Consider a water pump pushing water through a pipe:

We wish to find the energy which the water pump has to expend to keep the water flowing through the pipe. Writing Newton's second law for water flowing out of a cylindrical cross section of it,

$$ F= v \frac{dm}{dt}$$

Now, $$ P = F \cdot v$$

$$ P= v \frac{dm}{dt} v$$

$$ \frac{dm}{dt} = \rho A v$$

$$ P= v^3 \rho A $$

Now the real answer has a factor of half, where in this derivation have I gone wrong?

Answer

The question seeks to evaluate the pump power for a very special case: steady flow in a horizontal pipe with no friction losses where the entrance velocity is small, and where all the pump work goes into creating a constant pressure difference regardless of the flow rate.  The pump power for this special case is not the pump power for a flow network in general, especially considering the change in pump power with flow rate behavior for the commonly used centrifugal pump. Therefore, I provide a general discussion of "flow work" and the application of the Bernoulli equation. Then, at the end of this response I will use the general results to address this special case and reach the same conclusion as other responders to this question; specifically, to explain the ${1 \over 2}$ in the pump power. I include the rather lengthy general discussion to emphasize that the result for the pump power for the special case is not valid in general.

At a position in the pipe where the cross sectional area is $A$ and the fluid velocity is $V$, the rate of energy flow per unit mass is $e_f \dot m_f$ where $e_f$ (J/kg) is the energy per unit mass of the flowing mass $m_f$ (kg), and $\dot m_f$ (kg/sec) is the rate at which mass flows past the cross sectional area $A$. As shown in the figure below, $\dot m_f$ equals $\rho AV$ where $\rho$ is density; $A$ and $V$ can be functions of position. $e_f = h + {V^2 \over 2} + zg$ (J/kg) where $h$ is the enthalpy per unit mass, $V$ the velocity, $z$ the elevation, and $g$ the acceleration of gravity.

There is "flow work" associated with pushing mass across a boundary. The enthalpy per unit mass is defined as $h = u + p/\rho$ where $u$ is the internal energy per unit mass and $p$ is pressure. The $p/\rho$ term is sometimes called "flow work" since it is the work per unit mass done at the boundary by the fluid following $\Delta m_f$ to push $\Delta m_f$ through the distance $V\Delta t$.

For details see a good book on basic thermodynamics, such as Thermodynamics by Obert, where the first law of thermodynamics is developed for an open system, defined as one where mass can enter and leave the system.

[![area flow][1]][1]

It is important to understand the previous discussion is for mass flowing across a fixed boundary. In most applications, we are concerned with the change in energy of a system (an open thermodynamic system), defined as a region between boundaries through which mass can flow.
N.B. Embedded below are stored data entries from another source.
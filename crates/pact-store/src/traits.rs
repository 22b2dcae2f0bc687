use crate::error::StoreResult;
use crate::transaction::Transaction;
use crate::types::{ChangeSet, CommitReceipt, Versioned};

/// Transaction-scoped view of key-value state.
///
/// This is the only capability contract code is given. Reads take `&mut self`
/// because an implementation may need to record what was observed (see
/// [`Transaction`]).
pub trait StateStore {
    /// Read the value stored under `key`.
    ///
    /// Returns `Ok(None)` if the key has never been written.
    fn get_state(&mut self, key: &str) -> StoreResult<Option<String>>;

    /// Write `value` under `key`.
    ///
    /// Whether and when the write becomes visible to others is up to the
    /// enclosing transaction.
    fn put_state(&mut self, key: &str, value: &str) -> StoreResult<()>;
}

/// A backend that can hand out optimistic transactions.
///
/// Implementations must make [`apply`](TransactionalStore::apply) atomic:
/// either every read in the change set still holds and every write is
/// installed, or nothing changes and a [`Conflict`](crate::StoreError::Conflict)
/// is returned.
pub trait TransactionalStore: Send + Sync {
    /// Read the latest committed value for `key`, with its version.
    fn read_committed(&self, key: &str) -> StoreResult<Option<Versioned>>;

    /// Validate the change set's reads and install its writes atomically.
    fn apply(&self, changes: ChangeSet) -> StoreResult<CommitReceipt>;

    /// Number of committed writing transactions.
    fn height(&self) -> StoreResult<u64>;

    /// Open a new transaction against this store.
    fn begin(&self) -> Transaction<'_>
    where
        Self: Sized,
    {
        Transaction::new(self)
    }
}
use pact_store::StoreError;

/// Errors produced by ledger operations.
#[derive(Debug, thiserror::Error)]
pub enum LedgerError {
    /// `mint` found a non-blank agreement already stored under the key.
    #[error("agreement already exists: {key}")]
    AlreadyExists { key: String },

    /// `fetch` found no agreement, or only a blank one, under the key.
    #[error("agreement does not exist: {key}")]
    NotFound { key: String },

    /// The underlying store failed. Passed through unclassified.
    #[error(transparent)]
    Store(#[from] StoreError),
}

impl LedgerError {
    /// The key a business-rule failure refers to.
    pub fn key(&self) -> Option<&str> {
        match self {
            Self::AlreadyExists { key } | Self::NotFound { key } => Some(key),
            Self::Store(_) => None,
        }
    }
}

pub type LedgerResult<T> = Result<T, LedgerError>;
Consider a system with a boundary 1 where mass enters and a boundary 2 where mass exits.  The "flow work" per unit mass done by the surroundings on the system due to fluid in the surroundings pushing mass into the system at boundary 1 is $p_1/\rho_1$. The "flow work" per unit mass done by the system on the surroundings due to fluid in the system pushing mass into the surroundings as boundary 2 is $p_2/\rho_2$.  The energy per unit mass entering the system at boundary 1 is $e_{f_\enspace 1}$ and the energy per unit mass exiting the system at boundary 2 is $e_{f_\enspace 2}$.

The power from the pump is the rate of work done by the pump on a system.  The pump power depends on both the pump head characteristics, and the system head for the flow elements (piping and fittings) that the pump supplies.  The pump head can depend on the flow rate and the flow rate depends on the system head.  Assuming steady state flow for an incompressible liquid, the first law of thermodynamics for a steady flow system can be expressed using the Bernoulli equation. Head has units of distance (meters) and is simply each term in the Bernoulli equation expressed in meters.
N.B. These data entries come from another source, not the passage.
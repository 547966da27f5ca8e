use crate::errors::PathPlannerError;
use crate::collections::{HeapEntry, IndexedMinHeap};
use crate::config::SearchConfig;
use crate::geometry::manhattan_distance;
use crate::grid::{CellId, GridGraph};
use super::{shortest_path, Cost, GraphNodeMap};

use log::{debug, trace};



/// Node on A* graph
#[derive(Debug, Clone, Copy, PartialEq, Eq)]
pub struct SearchNode {
    pub id: CellId,
    pub g: Cost, // Cost to reach this node from the start
    pub parent: Option<CellId>, // None only for the start node
}

/// Counters collected while searching
#[derive(Debug, Clone, Copy, Default, PartialEq, Eq)]
pub struct SearchStats {
    pub expanded: usize, // Nodes taken off the open list
    pub reopened: usize, // Closed nodes moved back to the open list
    pub peak_open: usize, // Largest open list size seen
}

/// Successful search: the terminal node plus every node needed to walk its parents
#[derive(Debug, Clone)]
pub struct Solution {
    goal: SearchNode,
    nodes: GraphNodeMap,
    stats: SearchStats,
}

impl Solution {

    /// Terminal node, its parent chain is the path
    pub fn goal(&self) -> &SearchNode {
        &self.goal
    }

    pub fn cost(&self) -> Cost {
        self.goal.g
    }

    pub fn nodes(&self) -> &GraphNodeMap {
        &self.nodes
    }

    pub fn stats(&self) -> SearchStats {
        self.stats
    }

    /// Nodes from start to goal
    pub fn path_nodes(&self) -> Result<Vec<SearchNode>, PathPlannerError> {
        shortest_path(&self.nodes, &self.goal)
    }

    /// Cell IDs from start to goal
    pub fn path(&self) -> Result<Vec<CellId>, PathPlannerError> {
        Ok(self.path_nodes()?.into_iter().map(|node| node.id).collect())
    }

    /// (x, y) coordinates from start to goal
    pub fn path_coordinates(&self, graph: &GridGraph) -> Result<Vec<(usize, usize)>, PathPlannerError> {
        self.path()?
            .into_iter()
            .map(|id| graph.coordinates_of(id).map_err(PathPlannerError::from))
            .collect()
    }
}

/// Terminal state of a search
/// Running out of open nodes is a normal outcome: the maze has no solution
#[derive(Debug, Clone)]
pub enum SearchOutcome {
    Found(Solution),
    Exhausted(SearchStats),
}

impl SearchOutcome {

    pub fn is_found(&self) -> bool {
        matches!(self, SearchOutcome::Found(_))
    }

    pub fn solution(&self) -> Option<&Solution> {
        match self {
            SearchOutcome::Found(solution) => Some(solution),
            SearchOutcome::Exhausted(_) => None,
        }
    }

    pub fn into_solution(self) -> Option<Solution> {
        match self {
            SearchOutcome::Found(solution) => Some(solution),
            SearchOutcome::Exhausted(_) => None,
        }
    }

    pub fn stats(&self) -> SearchStats {
        match self {
            SearchOutcome::Found(solution) => solution.stats,
            SearchOutcome::Exhausted(stats) => *stats,
        }
    }
}

/// A* Algorithm over a grid graph
/// https://en.wikipedia.org/wiki/A*_search_algorithm
///
/// The open list is an [`IndexedMinHeap`] keyed by Cell ID, so a node whose cost improves
/// is removed and re-inserted instead of being pushed twice. The closed list maps each
/// finalized Cell ID to its node. A Cell ID is never in both lists at once.
#[derive(Debug, Clone, Default)]
pub struct AStar {
    config: SearchConfig,
}

impl AStar {

    pub fn new(config: SearchConfig) -> Result<Self, PathPlannerError> {
        config.validate()?;
        Ok(Self { config })
    }

    pub fn config(&self) -> &SearchConfig {
        &self.config
    }

    /// Search from the graph's Start cell to its Finish cell
    pub fn plan(&self, graph: &GridGraph) -> Result<SearchOutcome, PathPlannerError> {
        self.plan_between(graph, graph.start(), graph.finish())
    }

    /// Search between two cells using the Manhattan distance heuristic
    /// The distance is scaled by the movement cost, which keeps it admissible and consistent
    pub fn plan_between(&self, graph: &GridGraph, start: CellId, goal: CellId) -> Result<SearchOutcome, PathPlannerError> {
        // Bounds the heuristic product below as well as the search costs
        self.config.validate_for(graph)?;

        let (goal_x, goal_y) = graph.coordinates_of(goal)?;
        let (goal_x, goal_y) = (goal_x as Cost, goal_y as Cost);
        let width = graph.width();
        let movement_cost = self.config.movement_cost;

        let heuristic = move |id: CellId| {
            let (x, y) = ((id % width) as Cost, (id / width) as Cost);
            manhattan_distance(x, y, goal_x, goal_y) * movement_cost
        };

        self.plan_with_heuristic(graph, start, goal, heuristic)
    }

    /// Search between two cells with a caller supplied heuristic
    /// An inconsistent heuristic is handled by re-opening closed nodes, an inadmissible
    /// one may return a longer path
    pub fn plan_with_heuristic<H>(&self, graph: &GridGraph, start: CellId, goal: CellId, heuristic_fn: H) -> Result<SearchOutcome, PathPlannerError>
    where
        H: Fn(CellId) -> Cost,
    {
        // Both ends must be real cells
        graph.coordinates_of(start)?;
        graph.coordinates_of(goal)?;
        self.config.validate_for(graph)?;

        debug!(
            "[AStar] plan: start={} goal={} movement_cost={}",
            start, goal, self.config.movement_cost
        );

        let outcome = self.search(graph, start, goal, heuristic_fn)?;

        match &outcome {
            SearchOutcome::Found(solution) => debug!(
                "[AStar] found: cost={} stats={:?}",
                solution.cost(),
                solution.stats
            ),
            SearchOutcome::Exhausted(stats) => debug!("[AStar] exhausted: stats={:?}", stats),
        }

        Ok(outcome)
    }

    /// Traverses the graph using A* until the goal leaves the open list or the open list runs dry
    fn search<H>(&self, graph: &GridGraph, start: CellId, goal: CellId, heuristic_fn: H) -> Result<SearchOutcome, PathPlannerError>
    where
        H: Fn(CellId) -> Cost,
    {
        let movement_cost = self.config.movement_cost;
        let mut stats = SearchStats::default();

        // Open List
        // Nodes that need to be evaluated, keyed by Cell ID
        // Sorting is done by f_cost (cost + heuristic)
        let mut open_list: IndexedMinHeap<Cost, CellId, SearchNode> = IndexedMinHeap::new();

        // Closed List
        // Finalized nodes, holds the best known cost and parent of each
        let mut closed_list = GraphNodeMap::default();

        open_list.insert(
            heuristic_fn(start),
            start,
            SearchNode { id: start, g: 0, parent: None },
        )?;
        stats.peak_open = 1;

        while let Some(HeapEntry { payload: current, .. }) = open_list.extract_min() {
            stats.expanded += 1;
            trace!("[AStar] expand: id={} g={}", current.id, current.g);

            // Check if we've reached the goal
            if current.id == goal {
                let nodes = collect_nodes(closed_list, &open_list, current);
                return Ok(SearchOutcome::Found(Solution { goal: current, nodes, stats }));
            }

            closed_list.insert(current.id, current);

            for neighbor in graph.neighbors(current.id) {

                // new cost to reach this node = step cost + node cost
                // A caller supplied heuristic is unbounded, so both sums are checked
                let tentative_g = current.g
                    .checked_add(movement_cost)
                    .ok_or(PathPlannerError::CostOverflow(current.id))?;
                let improved = SearchNode { id: neighbor, g: tentative_g, parent: Some(current.id) };
                let f_cost = tentative_g
                    .checked_add(heuristic_fn(neighbor))
                    .ok_or(PathPlannerError::CostOverflow(current.id))?;

                if let Some(entry) = open_list.get(&neighbor) {
                    if entry.payload.g > tentative_g {
                        // Cheaper path to a node still waiting in the open list
                        open_list.remove_and_extract(&neighbor)?;
                        open_list.insert(f_cost, neighbor, improved)?;
                    }
                } else if let Some(closed) = closed_list.get(&neighbor) {
                    if closed.g > tentative_g {
                        // Cheaper path to a finalized node, it has to be evaluated again
                        trace!("[AStar] reopen: id={} g={} -> {}", neighbor, closed.g, tentative_g);
                        closed_list.swap_remove(&neighbor);
                        open_list.insert(f_cost, neighbor, improved)?;
                        stats.reopened += 1;
                    }
                } else {
                    // This is the first time we're seeing this neighbor
                    open_list.insert(f_cost, neighbor, improved)?;
                }
            }

            stats.peak_open = stats.peak_open.max(open_list.len());
        }

        Ok(SearchOutcome::Exhausted(stats))
    }
}

/// Every node the search still holds, so any parent link can be resolved
fn collect_nodes(mut closed_list: GraphNodeMap, open_list: &IndexedMinHeap<Cost, CellId, SearchNode>, goal: SearchNode) -> GraphNodeMap {
    closed_list.reserve(open_list.len() + 1);
    for entry in open_list.iter() {
        closed_list.insert(entry.key, entry.payload);
    }
    closed_list.insert(goal.id, goal);
    closed_list
}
Consider the pumping system shown in the figure below using a centrifugal pump.  The pump operates at an operating point determined by where the pump head curve intersects the system head curve.  For a centrifugal pump, pump head $h_{pump}$ decreases with volumetric flow rate $Q$ (cubic meters per sec) and the system head increases with $Q$ due to friction losses in the flow network.  The work per unit mass $W_{mass}$ (J/kg) done by the pump equals $gh_{pump}$ and $h_{pump} = h_{system}$ where $g$ is the acceleration of gravity, $h_{pump}$ is the pump head at the operating point and $h_{system}$ is the system head at the operating point. The power from the pump is $P_{pump} = \rho Qgh_{pump} = \rho Qgh_{system}$ (J/sec) where $\rho$ is the liquid density.  So to evaluate the pump power the operating point is required and that depends on the pump characteristics and the flow system that the pump supplies.  The "brake" power is the power supplied to the pump by the driver (for example, a motor or a turbine) and is equal to the pump power divided by the efficiency of the pump.  For more details, see the Pump Handbook, edited by Karassik et al.
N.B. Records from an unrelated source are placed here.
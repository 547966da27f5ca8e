use crate::errors::HeapError;
use super::FxHashMap;

use std::{fmt::Debug, hash::Hash};



/// Entry stored in the heap array
#[derive(Debug, Clone, PartialEq, Eq)]
pub struct HeapEntry<P, K, V> {
    pub priority: P, // Lower values leave the heap first
    pub key: K, // Stable external key, used to locate the entry after it moves
    pub payload: V,
}

/// Array-backed binary min-heap with an external key index
///
/// The heap position of an entry is its index in `entries`. `positions` maps every key
/// held by the heap to that index and is rewritten on every swap, so an arbitrary entry
/// can be found in O(1) and removed in O(log n).
///
/// Ties between equal priorities are never reordered: sift-up only moves past a strictly
/// larger parent and sift-down only moves below a strictly smaller child (left first).
#[derive(Debug, Clone)]
pub struct IndexedMinHeap<P, K, V> {
    entries: Vec<HeapEntry<P, K, V>>,
    positions: FxHashMap<K, usize>,
}

impl<P, K, V> Default for IndexedMinHeap<P, K, V> {
    fn default() -> Self {
        Self {
            entries: Vec::new(),
            positions: FxHashMap::default(),
        }
    }
}

impl<P, K, V> IndexedMinHeap<P, K, V>
where
    P: Ord + Copy,
    K: Eq + Hash + Copy + Debug,
{
    pub fn new() -> Self {
        Self::default()
    }

    pub fn with_capacity(capacity: usize) -> Self {
        let mut positions = FxHashMap::default();
        positions.reserve(capacity);
        Self {
            entries: Vec::with_capacity(capacity),
            positions,
        }
    }

    pub fn len(&self) -> usize {
        self.entries.len()
    }

    pub fn is_empty(&self) -> bool {
        self.entries.is_empty()
    }

    /// Insert a new entry
    /// Fails with `DuplicateKey` if the key is already held, the heap is left untouched
    pub fn insert(&mut self, priority: P, key: K, payload: V) -> Result<(), HeapError> {
        if self.positions.contains_key(&key) {
            return Err(HeapError::DuplicateKey(format!("{:?}", key)));
        }

        // Append to the end, then move up until the parent is no larger
        let position = self.entries.len();
        self.entries.push(HeapEntry { priority, key, payload });
        self.positions.insert(key, position);
        self.sift_up(position);

        Ok(())
    }

    /// Remove and return the entry with the lowest priority
    /// Returns None on an empty heap
    pub fn extract_min(&mut self) -> Option<HeapEntry<P, K, V>> {
        if self.entries.is_empty() {
            return None;
        }
        Some(self.remove_at(0))
    }

    /// Entry with the lowest priority, without removing it
    pub fn peek(&self) -> Option<&HeapEntry<P, K, V>> {
        self.entries.first()
    }

    pub fn contains(&self, key: &K) -> bool {
        self.positions.contains_key(key)
    }

    /// Current priority of the entry held under `key`
    pub fn priority_of(&self, key: &K) -> Result<P, HeapError> {
        self.get(key)
            .map(|entry| entry.priority)
            .ok_or_else(|| HeapError::KeyNotFound(format!("{:?}", key)))
    }

    pub fn get(&self, key: &K) -> Option<&HeapEntry<P, K, V>> {
        self.positions.get(key).map(|&position| &self.entries[position])
    }

    /// Array position currently holding `key`
    pub fn position_of(&self, key: &K) -> Option<usize> {
        self.positions.get(key).copied()
    }

    /// Remove the entry held under `key`, wherever it sits in the heap
    pub fn remove_and_extract(&mut self, key: &K) -> Result<HeapEntry<P, K, V>, HeapError> {
        let position = self
            .position_of(key)
            .ok_or_else(|| HeapError::KeyNotFound(format!("{:?}", key)))?;
        Ok(self.remove_at(position))
    }

    /// Entries in array order, position 0 is the root
    pub fn as_slice(&self) -> &[HeapEntry<P, K, V>] {
        &self.entries
    }

    /// Iterate entries in array order
    pub fn iter(&self) -> impl Iterator<Item = &HeapEntry<P, K, V>> {
        self.entries.iter()
    }

    pub fn clear(&mut self) {
        self.entries.clear();
        self.positions.clear();
    }

    /// Swap the entry at `position` with the last one, pop it, then restore the heap
    /// property around the relocated former-last entry in both directions
    fn remove_at(&mut self, position: usize) -> HeapEntry<P, K, V> {
        let last = self.entries.len() - 1;
        self.swap(position, last);

        // `last` is always a valid index here, the heap is non-empty
        let removed = self.entries.swap_remove(last);
        self.positions.remove(&removed.key);

        if position < self.entries.len() {
            // Its neighbours changed on both sides, so try up first then down
            if self.sift_up(position) == position {
                self.sift_down(position);
            }
        }

        removed
    }

    /// Move the entry at `position` up until its parent is no larger
    /// Returns the final position
    fn sift_up(&mut self, mut position: usize) -> usize {
        while position > 0 {
            let parent = parent_of(position);
            if self.entries[position].priority >= self.entries[parent].priority {
                break;
            }
            self.swap(position, parent);
            position = parent;
        }
        position
    }

    /// Move the entry at `position` down until no child is smaller
    /// Returns the final position
    fn sift_down(&mut self, mut position: usize) -> usize {
        let len = self.entries.len();
        loop {
            let left = left_child_of(position);
            if left >= len {
                break; // No children
            }
            let right = left + 1;

            // Smallest child, the left one wins ties
            let mut child = left;
            if right < len && self.entries[right].priority < self.entries[left].priority {
                child = right;
            }

            if self.entries[child].priority >= self.entries[position].priority {
                break;
            }
            self.swap(position, child);
            position = child;
        }
        position
    }

    /// Swap two array positions and re-point both keys at their new positions
    fn swap(&mut self, a: usize, b: usize) {
        if a == b {
            return;
        }
        self.entries.swap(a, b);
        self.positions.insert(self.entries[a].key, a);
        self.positions.insert(self.entries[b].key, b);
    }
}

#[inline(always)]
fn parent_of(position: usize) -> usize {
    (position - 1) / 2
}

#[inline(always)]
fn left_child_of(position: usize) -> usize {
    2 * position + 1
}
[![flow operating point][2]][2]

Now consider the special case of a system defined as steady flow in a horizontal pipe with no friction losses where the entrance velocity is small.  To avoid issues with the performance of a real pump, the "pump" here is a head of liquid in a large tank with the pipe at the bottom of the tank.  This example is based on the response by @knzhou to this question. 1 is bottom of the tank and 2 is the end of the pipe.

[![enter image description here][3]][3]

The Bernoulli equation for the system is ${p_1 \over \rho} + {V_1^2 \over 2} = {p_2 \over \rho} + {V_2^2 \over 2}$. For negligible velocity $V_1$ we have ${(p_1 - p_2) \over \rho} = {V_2^2 \over {2}}$ (J/kg).  The mass flow rate is $\rho AV_2$ (kg/sec) so the power is ${V_2^2 \over {2}} \rho AV_2 = {1 \over 2} \rho A V_2^3$  (J/sec or Watts) due to the pressure difference $p_1 - p_2$. This pressure difference is created by the head of liquid. This is the same approach used by other responders to this question.  As previously discussed, this is the power for this special case, and is not in general the pump power for a flow network.

The power can also be evaluated considering the "flow work". The net flow work per unit mass done on the fluid in the pipe (flow in minus flow out) is ${(p_1 - p_2) \over \rho}$ (J/kg), and as previously shown, for the special case under consideration, this results in the pump power being ${1 \over 2} \rho A V_2^3$.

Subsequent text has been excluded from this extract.